A method of searching a computer database containing a plurality of stored DNA profiles is provided. The method involves generating a search profile formed of two or more allele identities for each of one or more loci, at least one of the allele identities having a limited range of values, with the search profile being compared against the one or more stored DNA profiles from a database to establish matches between the search and stored profile.

Description

IMPROVEMENTS IN AND RELATING TO DNA MATCHING
This invention concerns improvements in and relating to DNA matching, particularly, but not exclusively between a first DNA profile and one or more stored profiles held in a database.
Existing approaches to the matching of a DNA profile to stored profiles are limited in their versatility. It is amongst the potential aims of the present invention to provide a more discriminating, whilst fully encompassing, approach to DNA matching.
According to a first aspect of the invention we provide a method of searching a computer database containing a plurality of stored DNA profiles, the method comprising generating a search profile, the search profile being formed of two or more allele identities for each of one or more loci, the allele identities having one of a value or a limited range of values or any value, wherein at least one of the allele identities has a limited range of values; accessing one or more of the stored DNA profiles from the computer database, the stored DNA profiles having two or more allele identities for each of one or more loci, the allele identities having one of a value or a range of values or any value; comparing, using a computer implemented method, the search profile against the one or more stored DNA profiles; establishing that the search profile matches a stored DNA profile when, in respect of a locus, the allele identities of the search profile correspond to or fall within the values for the allele identities for that locus of that stored DNA profile; outputting a data set, the data set indicating those of the stored DNA profiles established as matching the search profile.
The first aspect of the invention may include any of the features, options or possibilities set out elsewhere in this document.
According to a second aspect of the invention we provide a method of searching a database containing a plurality of stored DNA profiles, the method comprising generating a search profile, the search profile being formed of two or more allele identities for each of one or more loci, the allele identities having one of a value or a range of values or any value, wherein at least one of the allele identities has a range of values; accessing one or more of the stored DNA profiles from the database, the stored DNA profiles having two or more allele identities for each of one or more loci, the allele identities having one of a value or a range of values or any value; comparing the search profile against the one or more stored DNA profiles; establishing that the search profile matches a stored DNA profile when, in respect of a locus, the allele identities of the search profile correspond to or fall within the values for the allele identities for that locus of that stored DNA profile; outputting a data set, the data set indicating those of the stored DNA profiles established as matching the search profile.

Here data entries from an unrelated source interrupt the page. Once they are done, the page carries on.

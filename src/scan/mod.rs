//! Keyspace sharding for full-table scans
//!
//! Row keys are `{user}/{fingerprint hex}:...`. Fingerprints are written
//! without leading zeros, so the first two hex digits of any fingerprint of
//! 16 or more fall in `10..=ff`: 240 two-character prefixes. Shard `i` owns
//! prefix `i + 0x10`, which splits one tenant's keyspace into 240 disjoint
//! row ranges that can be scanned independently.

mod scanner;

pub use crate::backend::prefix_successor;
pub use scanner::{ScanRequest, Scanner, DEFAULT_SCAN_BATCH_SIZE, DEFAULT_SCAN_PAGE_SIZE};

use crate::backend::RowRange;
use crate::chunk::Fingerprint;
use crate::{Error, Result};

use serde::{Deserialize, Serialize};
use std::fmt;

/// Number of keyspace shards
pub const NUM_SHARDS: u8 = 240;

const PREFIX_OFFSET: u16 = 0x10;

/// One of the [`NUM_SHARDS`] fingerprint-prefix shards
#[derive(Debug, Clone, Copy, PartialEq, Eq, Hash, PartialOrd, Ord, Serialize, Deserialize)]
#[serde(try_from = "u8", into = "u8")]
pub struct Shard(u8);

impl Shard {
    pub fn new(index: u8) -> Result<Self> {
        if index >= NUM_SHARDS {
            return Err(Error::InvalidShard(format!(
                "shard {index} out of range, expected 0..{NUM_SHARDS}"
            )));
        }
        Ok(Shard(index))
    }

    pub fn index(self) -> u8 {
        self.0
    }

    /// Two lowercase hex characters, `10` for shard 0 up to `ff` for shard 239
    pub fn prefix(self) -> String {
        format!("{:02x}", u16::from(self.0) + PREFIX_OFFSET)
    }

    /// Shard owning a two-character hex prefix
    pub fn for_prefix(prefix: &str) -> Result<Self> {
        if prefix.len() != 2 {
            return Err(Error::InvalidShard(format!(
                "prefix {prefix:?} should be two hex characters"
            )));
        }
        let value = u16::from_str_radix(prefix, 16)
            .map_err(|e| Error::InvalidShard(format!("prefix {prefix:?}: {e}")))?;
        if value < PREFIX_OFFSET {
            return Err(Error::InvalidShard(format!(
                "prefix {prefix:?} has a leading zero and belongs to no shard"
            )));
        }
        Self::new((value - PREFIX_OFFSET) as u8)
    }

    /// Shard holding rows of chunks with this fingerprint. Fingerprints below
    /// 16 have a single hex digit and belong to no shard.
    pub fn for_fingerprint(fp: Fingerprint) -> Option<Self> {
        let hex = format!("{:x}", fp.0);
        hex.get(..2).and_then(|prefix| Self::for_prefix(prefix).ok())
    }

    pub fn all() -> impl Iterator<Item = Shard> {
        (0..NUM_SHARDS).map(Shard)
    }

    /// Rows of `user` whose fingerprint starts with this shard's prefix
    pub fn row_range(self, user: &str) -> RowRange {
        RowRange::prefix(&format!("{user}/{}", self.prefix()))
    }
}

impl fmt::Display for Shard {
    fn fmt(&self, f: &mut fmt::Formatter<'_>) -> fmt::Result {
        write!(f, "{}", self.0)
    }
}

impl TryFrom<u8> for Shard {
    type Error = Error;

    fn try_from(index: u8) -> Result<Self> {
        Self::new(index)
    }
}

impl From<Shard> for u8 {
    fn from(shard: Shard) -> u8 {
        shard.0
    }
}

The second aspect of the invention may include any of the features, options or possibilities set out elsewhere in this document, including the following.

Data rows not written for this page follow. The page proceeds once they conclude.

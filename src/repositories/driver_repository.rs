use async_trait::async_trait;
use sqlx::PgPool;
use uuid::Uuid;

use crate::models::driver::Driver;
use crate::utils::errors::{store_error, AppError};

#[async_trait]
pub trait DriverRepository: Send + Sync {
    /// Registra un conductor; siempre nace disponible.
    async fn create(&self, name: String) -> Result<Driver, AppError>;

    /// Conductores en orden de registro.
    async fn list(&self, only_available: bool) -> Result<Vec<Driver>, AppError>;

    async fn find_by_id(&self, id: Uuid) -> Result<Option<Driver>, AppError>;

    /// Devuelve `None` si el conductor no existe.
    async fn set_availability(&self, id: Uuid, is_available: bool) -> Result<Option<Driver>, AppError>;
}

pub struct PgDriverRepository {
    pool: PgPool,
}

impl PgDriverRepository {
    pub fn new(pool: PgPool) -> Self {
        Self { pool }
    }
}

#[async_trait]
impl DriverRepository for PgDriverRepository {
    async fn create(&self, name: String) -> Result<Driver, AppError> {
        let driver = sqlx::query_as::<_, Driver>(
            r#"
            INSERT INTO drivers (id, name, is_available)
            VALUES ($1, $2, TRUE)
            RETURNING id, name, is_available
            "#,
        )
        .bind(Uuid::new_v4())
        .bind(name)
        .fetch_one(&self.pool)
        .await
        .map_err(|e| store_error("Error creating driver", e))?;

        Ok(driver)
    }

    async fn list(&self, only_available: bool) -> Result<Vec<Driver>, AppError> {
        let drivers = sqlx::query_as::<_, Driver>(
            r#"
            SELECT id, name, is_available FROM drivers
            WHERE ($1 = FALSE OR is_available = TRUE)
            ORDER BY created_at ASC
            "#,
        )
        .bind(only_available)
        .fetch_all(&self.pool)
        .await
        .map_err(|e| store_error("Error listing drivers", e))?;

        Ok(drivers)
    }

    async fn find_by_id(&self, id: Uuid) -> Result<Option<Driver>, AppError> {
        let driver = sqlx::query_as::<_, Driver>(
            "SELECT id, name, is_available FROM drivers WHERE id = $1",
        )
        .bind(id)
        .fetch_optional(&self.pool)
        .await
        .map_err(|e| store_error("Error finding driver", e))?;

        Ok(driver)
    }

    async fn set_availability(&self, id: Uuid, is_available: bool) -> Result<Option<Driver>, AppError> {
        let driver = sqlx::query_as::<_, Driver>(
            r#"
            UPDATE drivers SET is_available = $2
            WHERE id = $1
            RETURNING id, name, is_available
            "#,
        )
        .bind(id)
        .bind(is_available)
        .fetch_optional(&self.pool)
        .await
        .map_err(|e| store_error("Error updating driver availability", e))?;

        Ok(driver)
    }
}
//! Middleware de CORS
//!
//! Este módulo maneja la configuración de CORS para permitir
//! requests desde diferentes orígenes.

use axum::http::{HeaderName, HeaderValue, Method};
use tower_http::cors::{AllowOrigin, CorsLayer};
use tracing::warn;

/// Crear middleware de CORS a partir de la lista de orígenes configurada.
/// Sin orígenes se permite cualquiera (desarrollo).
pub fn cors_middleware(origins: &[String]) -> CorsLayer {
    if origins.is_empty() {
        return CorsLayer::very_permissive();
    }

    let mut allowed = Vec::with_capacity(origins.len());
    for origin in origins {
        match HeaderValue::from_str(origin) {
            Ok(value) => allowed.push(value),
            Err(_) => warn!("⚠️ Origen CORS ignorado: {}", origin),
        }
    }

    CorsLayer::new()
        .allow_origin(AllowOrigin::list(allowed))
        .allow_methods([
            Method::GET,
            Method::POST,
            Method::PUT,
            Method::DELETE,
            Method::PATCH,
            Method::OPTIONS,
        ])
        .allow_headers([
            HeaderName::from_static("content-type"),
            HeaderName::from_static("accept"),
            HeaderName::from_static("origin"),
            HeaderName::from_static("x-requested-with"),
        ])
        .max_age(std::time::Duration::from_secs(3600))
}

The database may be a computer database. The method may include comparing, using a computer implemented method, the search profile against the one or more stored DNA profiles.
According to a third aspect of the invention we provide a method of searching a database containing a plurality of stored profiles, the method comprising generating a search profile, the search profile being formed of two or more identities for each of one or more targets, the identities having one of a value or a range of values or any value, wherein at least one of the identities has a range of values; accessing one or more of the stored profiles from the database, the stored profiles having two or more identities for each of one or more targets, the identities having one of a value or a range of values or any value; comparing the search profile against the one or more stored profiles; establishing that the search profile matches a stored profile when, in respect of a target, the identities of the search profile correspond to or fall within the values for the identities for that target of that stored profile; outputting a data set, the data set indicating those of the stored profiles established as matching the search profile.

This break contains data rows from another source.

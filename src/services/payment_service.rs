//! Captura de pagos
//!
//! No hay pasarela real: `SimulatedPaymentGateway` registra la captura y
//! siempre la da por buena.

use async_trait::async_trait;
use rust_decimal::Decimal;
use thiserror::Error;
use tracing::info;
use uuid::Uuid;

use crate::models::ride::PaymentStatus;

#[derive(Error, Debug)]
pub enum PaymentError {
    #[error("payment declined for ride {ride_id}: {reason}")]
    Declined { ride_id: Uuid, reason: String },

    #[error("payment gateway unavailable: {0}")]
    Unavailable(String),
}

#[async_trait]
pub trait PaymentGateway: Send + Sync {
    /// Finaliza el cobro de un viaje completado.
    async fn capture(&self, ride_id: Uuid, amount: Decimal) -> Result<(), PaymentError>;
}

/// Resultado de la captura tal como se persiste en el viaje
pub fn payment_status_for(result: &Result<(), PaymentError>) -> PaymentStatus {
    match result {
        Ok(()) => PaymentStatus::Captured,
        Err(_) => PaymentStatus::Failed,
    }
}

#[derive(Debug, Default, Clone)]
pub struct SimulatedPaymentGateway;

#[async_trait]
impl PaymentGateway for SimulatedPaymentGateway {
    async fn capture(&self, ride_id: Uuid, amount: Decimal) -> Result<(), PaymentError> {
        info!("💳 Pago capturado para el viaje {}: {:.2}", ride_id, amount);
        Ok(())
    }
}
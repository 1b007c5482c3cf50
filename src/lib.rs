//! RideNow
//!
//! Servicio de viajes (ciclo de vida, precio, pago) y servicio de
//! directorio de conductores y pasajeros, ambos sobre Axum y PostgreSQL.

pub mod clients;
pub mod config;
pub mod controllers;
pub mod database;
pub mod dto;
pub mod middleware;
pub mod models;
pub mod repositories;
pub mod routes;
pub mod server;
pub mod services;
pub mod state;
pub mod utils;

The third aspect of the invention may include any of the features, options or possibilities set out elsewhere in this document, including the following,
The database may be a computer database. The method may include comparing, using a computer implemented method, the search profile against the one or more stored DNA profiles. The stored profiles may be stored DNA profiles. The search profile identities may be allele identities. The search profile targets may be loci. The stored DNA profile identities may be allele identities. The stored DNA profile targets may be loci.
The first and/or second and/or third aspects of the present invention may provide from amongst the following features.
The database may contain at least 10,000 stored profiles, more preferably contains at least 100,000 stored profiles and ideally contains at least 1,000,000 stored profiles.
The database may include stored profiles which have two or more identities for each of the set of loci used in the database. The database may included stored profiles which potentially have two or more identities for each of at least 10 loci. The database may include stored profiles which lack one or more of the identities for one or more loci. The database may include stored profiles which have been assigned an indication of any value being possible or have been assigned a wildcard function for one or more identities of one or more loci.
The search profile may comprise two or more alternative single profiles. The alternative single profiles may be separately compared against the one or more stored profiles. Preferably matches for a search profile which comprises two or more alternative single profiles are outputted as a single data set. Preferably the single profiles include two or more, preferably allele, identities for each of one or more targets, preferably loci. Preferably the single profiles have identities having one of a value or any value. Preferably the presence of an identity which has a range of values within the search profile is provided by the two or more different values used for an identity between different single profiles. The search profile may be a single profile. The single profile may include at least one of the allele identities having a limited range of values. The two or more identities for a target, preferably loci, may have the same or different values. The value of one or more of the identities, preferably all having a value, may be an integer. The one or more identities having any value may be provided by a wildcard function. The value of one or more of the identities, preferably all having a value or limited range of values, may be expressed in terms of an allele size. The value of one or more of the identities, preferably all having a value or limited range of values, may be expressed in terms of an allele designation. The identities having a limited range of values may have a range of 5 allele designations or less.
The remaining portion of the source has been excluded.